2004 Artic Yukon Kuskokwim Sustainable Salmon Initiative Project Final Report. Genetic Variation in Norton Sound Chum Salmon Populations

摘要

The genetic health of Norton Sound chum salmon populations may have been impacted by the regional-level decline in chum salmon abundance that began in the mid 1990s. However, limited genetic data exist with which to evaluate these populations. In this study, 20 microsatellite loci were used to describe and evaluate factors influencing intra and interpopulation genetic diversity in 15 populations from Norton and Kotzebue sounds. The microsatellite data provided evidence of statistically significant population structure within Norton Sound, overall and among ecoregions and fishing subdistricts, but not between every population pair.

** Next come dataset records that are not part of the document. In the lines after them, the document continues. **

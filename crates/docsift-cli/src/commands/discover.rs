//! Discover command - propose a field schema from regex hints.

use std::fs;
use std::path::PathBuf;

use clap::Args;
use console::style;
use serde_json::json;
use tracing::info;

use docsift_core::{discover, pdf_to_text, Hints};

use super::{ensure_input, load_config};

/// Arguments for the discover command.
#[derive(Args)]
pub struct DiscoverArgs {
    /// Input PDF
    #[arg(required = true)]
    input: PathBuf,

    /// Hints JSON file (overrides config; built-in hints otherwise)
    #[arg(long)]
    hints: Option<PathBuf>,

    /// Output file (default: stdout)
    #[arg(short, long)]
    output: Option<PathBuf>,

    /// Include the raw matches alongside the schema
    #[arg(long)]
    raw: bool,

    /// Include the per-page text
    #[arg(long)]
    show_text: bool,
}

pub async fn run(args: DiscoverArgs, config_path: Option<&str>) -> anyhow::Result<()> {
    let config = load_config(config_path)?;
    ensure_input(&args.input)?;
    if let Some(hints) = &args.hints {
        ensure_input(hints)?;
    }

    let hints_path = args.hints.or(config.discovery.hints_path);
    let hints = Hints::load(hints_path.as_deref())?;

    info!("Discovering fields in {}", args.input.display());
    let content = pdf_to_text(&args.input)?;
    let result = discover(content.pages, &hints);

    let mut output = json!({ "schema": result.schema });
    if args.raw {
        output["fields"] = serde_json::to_value(&result.fields)?;
    }
    if args.show_text {
        output["text_by_page"] = serde_json::to_value(&result.text_by_page)?;
    }
    let output = serde_json::to_string_pretty(&output)?;

    if let Some(output_path) = &args.output {
        fs::write(output_path, &output)?;
        println!(
            "{} {} keys written to {}",
            style("✓").green(),
            result.schema.len(),
            output_path.display()
        );
    } else {
        println!("{}", output);
    }

    Ok(())
}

Despite their more rapid decline, chum salmon from the Nome Subdistrict exhibited levels of intra-population genetic diversity similar to those of other Norton Sound chum salmon. Early- and late-run chum salmon from Norton Sound exhibited levels of intra and interpopulation genetic diversity similar to those of chum salmon from the Yukon River. Genetic divergence was positively correlated with the geographic distance between early-run populations however, temporal isolation (early versus late run timing) was the largest single factor influencing population structure. Assignment test results suggested that the two late-run populations may differ in the extent to which their spawn timing overlaps with early-run populations. Estimates of effective population size (Ne) in four early-run populations were relatively large and were not indicative of a high risk of short-term loss of genetic diversity. Nevertheless, estimates of the immigration fraction (m) suggested that gene flow is a key determinant of genetic diversity in these populations and their long-term genetic health depends upon persistent gene flow, especially during declines in abundance. Estimates of the effective number of breeders per year (Nb) and the assignment test results suggested that gene flow is relatively balanced among most populations, and the genetic health of the early-run population complex depends upon maintaining connectivity among all populations. Finally, the collective results suggested that the Inmachuk and Koyuk River chum salmon populations are the most vulnerable to loss of genetic diversity should the decline in chum salmon abundance continue.